- _Records_:
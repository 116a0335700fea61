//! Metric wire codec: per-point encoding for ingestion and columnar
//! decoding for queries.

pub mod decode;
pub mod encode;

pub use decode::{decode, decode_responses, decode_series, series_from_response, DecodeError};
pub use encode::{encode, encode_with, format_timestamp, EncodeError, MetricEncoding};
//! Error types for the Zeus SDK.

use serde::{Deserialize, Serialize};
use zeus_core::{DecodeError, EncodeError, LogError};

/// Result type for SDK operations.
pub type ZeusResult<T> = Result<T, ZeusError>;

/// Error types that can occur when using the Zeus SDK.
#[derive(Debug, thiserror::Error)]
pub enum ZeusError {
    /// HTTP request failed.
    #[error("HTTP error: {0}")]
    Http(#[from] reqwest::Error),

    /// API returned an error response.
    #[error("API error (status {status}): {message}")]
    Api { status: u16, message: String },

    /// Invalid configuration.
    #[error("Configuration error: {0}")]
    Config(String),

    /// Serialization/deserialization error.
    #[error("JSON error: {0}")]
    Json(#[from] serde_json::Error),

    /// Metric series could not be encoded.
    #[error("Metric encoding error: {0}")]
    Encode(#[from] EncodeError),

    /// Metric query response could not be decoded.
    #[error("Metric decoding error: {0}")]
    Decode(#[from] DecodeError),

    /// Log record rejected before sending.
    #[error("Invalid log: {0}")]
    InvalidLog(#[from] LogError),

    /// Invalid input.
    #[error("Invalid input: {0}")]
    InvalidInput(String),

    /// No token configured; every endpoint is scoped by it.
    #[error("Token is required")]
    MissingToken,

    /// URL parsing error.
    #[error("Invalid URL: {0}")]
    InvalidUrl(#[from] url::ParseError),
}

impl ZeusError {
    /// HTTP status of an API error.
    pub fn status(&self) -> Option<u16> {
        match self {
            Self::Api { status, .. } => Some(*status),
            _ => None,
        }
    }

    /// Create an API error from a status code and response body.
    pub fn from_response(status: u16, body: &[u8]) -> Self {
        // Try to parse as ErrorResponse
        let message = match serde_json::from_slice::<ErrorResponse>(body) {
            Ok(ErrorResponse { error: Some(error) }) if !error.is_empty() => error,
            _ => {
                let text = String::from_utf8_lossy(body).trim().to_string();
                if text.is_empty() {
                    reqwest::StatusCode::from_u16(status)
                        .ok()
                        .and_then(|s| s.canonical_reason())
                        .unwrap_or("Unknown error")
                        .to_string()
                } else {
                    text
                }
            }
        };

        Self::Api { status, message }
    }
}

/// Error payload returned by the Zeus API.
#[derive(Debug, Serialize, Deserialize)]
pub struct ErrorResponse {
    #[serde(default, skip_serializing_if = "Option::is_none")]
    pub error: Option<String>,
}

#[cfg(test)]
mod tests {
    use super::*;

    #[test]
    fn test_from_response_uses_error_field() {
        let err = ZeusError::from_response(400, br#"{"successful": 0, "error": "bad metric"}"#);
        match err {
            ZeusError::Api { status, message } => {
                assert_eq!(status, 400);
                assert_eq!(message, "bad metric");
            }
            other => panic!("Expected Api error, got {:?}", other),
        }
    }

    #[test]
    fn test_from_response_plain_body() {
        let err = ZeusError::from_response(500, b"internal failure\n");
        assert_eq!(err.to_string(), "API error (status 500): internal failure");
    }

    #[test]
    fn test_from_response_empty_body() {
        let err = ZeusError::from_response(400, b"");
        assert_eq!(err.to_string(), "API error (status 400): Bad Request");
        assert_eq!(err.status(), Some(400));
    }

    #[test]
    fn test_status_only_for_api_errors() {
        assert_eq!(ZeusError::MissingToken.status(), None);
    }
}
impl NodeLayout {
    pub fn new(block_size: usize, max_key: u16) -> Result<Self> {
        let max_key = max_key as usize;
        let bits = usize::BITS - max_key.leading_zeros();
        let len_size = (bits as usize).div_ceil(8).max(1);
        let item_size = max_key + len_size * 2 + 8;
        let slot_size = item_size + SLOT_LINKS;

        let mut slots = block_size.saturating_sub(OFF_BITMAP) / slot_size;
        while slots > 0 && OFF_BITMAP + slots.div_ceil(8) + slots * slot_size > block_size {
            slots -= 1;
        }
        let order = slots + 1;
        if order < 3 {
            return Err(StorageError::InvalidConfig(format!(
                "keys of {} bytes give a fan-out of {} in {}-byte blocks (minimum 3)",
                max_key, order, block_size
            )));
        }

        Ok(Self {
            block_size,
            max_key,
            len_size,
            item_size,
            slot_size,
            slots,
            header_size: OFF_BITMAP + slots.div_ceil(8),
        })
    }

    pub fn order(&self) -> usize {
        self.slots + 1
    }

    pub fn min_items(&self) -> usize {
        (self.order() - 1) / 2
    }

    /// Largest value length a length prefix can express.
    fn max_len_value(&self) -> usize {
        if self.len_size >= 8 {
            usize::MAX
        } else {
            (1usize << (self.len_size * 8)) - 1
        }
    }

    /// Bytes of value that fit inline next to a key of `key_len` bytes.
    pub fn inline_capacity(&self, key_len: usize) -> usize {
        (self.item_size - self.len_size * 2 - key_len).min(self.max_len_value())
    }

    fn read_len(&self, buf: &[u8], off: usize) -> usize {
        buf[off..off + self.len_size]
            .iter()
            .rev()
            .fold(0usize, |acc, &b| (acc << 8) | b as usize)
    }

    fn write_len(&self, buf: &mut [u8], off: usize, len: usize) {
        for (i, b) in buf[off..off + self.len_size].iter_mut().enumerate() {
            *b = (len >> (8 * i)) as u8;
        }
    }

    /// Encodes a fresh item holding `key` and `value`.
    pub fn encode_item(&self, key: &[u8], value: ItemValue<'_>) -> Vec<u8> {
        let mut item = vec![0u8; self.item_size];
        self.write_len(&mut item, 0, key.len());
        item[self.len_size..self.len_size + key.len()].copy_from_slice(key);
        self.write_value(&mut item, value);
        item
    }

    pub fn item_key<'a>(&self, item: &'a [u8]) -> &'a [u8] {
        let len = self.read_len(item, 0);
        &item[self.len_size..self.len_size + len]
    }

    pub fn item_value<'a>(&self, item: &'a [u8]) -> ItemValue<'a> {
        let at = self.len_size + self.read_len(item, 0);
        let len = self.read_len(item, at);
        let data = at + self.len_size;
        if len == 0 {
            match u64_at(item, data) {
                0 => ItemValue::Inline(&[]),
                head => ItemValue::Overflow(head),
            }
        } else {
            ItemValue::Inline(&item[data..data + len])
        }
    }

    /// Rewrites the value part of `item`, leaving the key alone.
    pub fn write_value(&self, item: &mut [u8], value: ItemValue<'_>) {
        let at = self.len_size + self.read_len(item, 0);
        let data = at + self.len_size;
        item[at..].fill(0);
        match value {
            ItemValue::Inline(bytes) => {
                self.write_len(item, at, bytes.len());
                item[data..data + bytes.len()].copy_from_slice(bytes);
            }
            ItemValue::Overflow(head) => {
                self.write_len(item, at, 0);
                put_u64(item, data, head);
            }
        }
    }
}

- _Your instructions_: Return the line that contains "pub fn item_key<'a>(&self, item: &'a" along with every line after it through the end of the entries, exactly, adding nothing.

- _Completed exercise_:
    pub fn item_key<'a>(&self, item: &'a [u8]) -> &'a [u8] {
        let len = self.read_len(item, 0);
        &item[self.len_size..self.len_size + len]
    }

    pub fn item_value<'a>(&self, item: &'a [u8]) -> ItemValue<'a> {
        let at = self.len_size + self.read_len(item, 0);
        let len = self.read_len(item, at);
        let data = at + self.len_size;
        if len == 0 {
            match u64_at(item, data) {
                0 => ItemValue::Inline(&[]),
                head => ItemValue::Overflow(head),
            }
        } else {
            ItemValue::Inline(&item[data..data + len])
        }
    }

    /// Rewrites the value part of `item`, leaving the key alone.
    pub fn write_value(&self, item: &mut [u8], value: ItemValue<'_>) {
        let at = self.len_size + self.read_len(item, 0);
        let data = at + self.len_size;
        item[at..].fill(0);
        match value {
            ItemValue::Inline(bytes) => {
                self.write_len(item, at, bytes.len());
                item[data..data + bytes.len()].copy_from_slice(bytes);
            }
            ItemValue::Overflow(head) => {
                self.write_len(item, at, 0);
                put_u64(item, data, head);
            }
        }
    }
}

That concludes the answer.